# WHAT IS REQUIRED
Begin at the top of the listing below. Write each line out exactly, ending with the line that holds "tool by name.".

# RECORDS FOR THE EXERCISE
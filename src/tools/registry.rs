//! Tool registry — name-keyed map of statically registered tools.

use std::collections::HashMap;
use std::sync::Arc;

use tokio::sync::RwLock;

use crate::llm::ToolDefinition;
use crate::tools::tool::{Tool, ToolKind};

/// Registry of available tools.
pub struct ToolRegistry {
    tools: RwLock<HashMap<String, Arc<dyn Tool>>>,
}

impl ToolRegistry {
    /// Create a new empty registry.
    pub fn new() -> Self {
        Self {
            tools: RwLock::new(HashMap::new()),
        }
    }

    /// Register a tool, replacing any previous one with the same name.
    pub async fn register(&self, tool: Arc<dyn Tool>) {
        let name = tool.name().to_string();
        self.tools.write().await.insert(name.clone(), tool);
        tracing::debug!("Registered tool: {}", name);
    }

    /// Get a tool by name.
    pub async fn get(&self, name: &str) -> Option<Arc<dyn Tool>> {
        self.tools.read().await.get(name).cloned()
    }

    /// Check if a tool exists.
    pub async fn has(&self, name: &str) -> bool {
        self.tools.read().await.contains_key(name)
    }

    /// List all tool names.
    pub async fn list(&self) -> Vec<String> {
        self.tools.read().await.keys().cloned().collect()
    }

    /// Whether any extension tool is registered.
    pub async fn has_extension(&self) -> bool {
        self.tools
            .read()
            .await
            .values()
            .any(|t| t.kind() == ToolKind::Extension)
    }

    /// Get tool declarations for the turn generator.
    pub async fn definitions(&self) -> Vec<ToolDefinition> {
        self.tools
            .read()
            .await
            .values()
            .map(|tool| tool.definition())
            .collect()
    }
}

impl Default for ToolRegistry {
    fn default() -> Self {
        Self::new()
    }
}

# SOLUTION
filename src/tools/registry.rs
//! Tool registry — name-keyed map of statically registered tools.

use std::collections::HashMap;
use std::sync::Arc;

use tokio::sync::RwLock;

use crate::llm::ToolDefinition;
use crate::tools::tool::{Tool, ToolKind};

/// Registry of available tools.
pub struct ToolRegistry {
    tools: RwLock<HashMap<String, Arc<dyn Tool>>>,
}

impl ToolRegistry {
    /// Create a new empty registry.
    pub fn new() -> Self {
        Self {
            tools: RwLock::new(HashMap::new()),
        }
    }

    /// Register a tool, replacing any previous one with the same name.
    pub async fn register(&self, tool: Arc<dyn Tool>) {
        let name = tool.name().to_string();
        self.tools.write().await.insert(name.clone(), tool);
        tracing::debug!("Registered tool: {}", name);
    }

    /// Get a tool by name.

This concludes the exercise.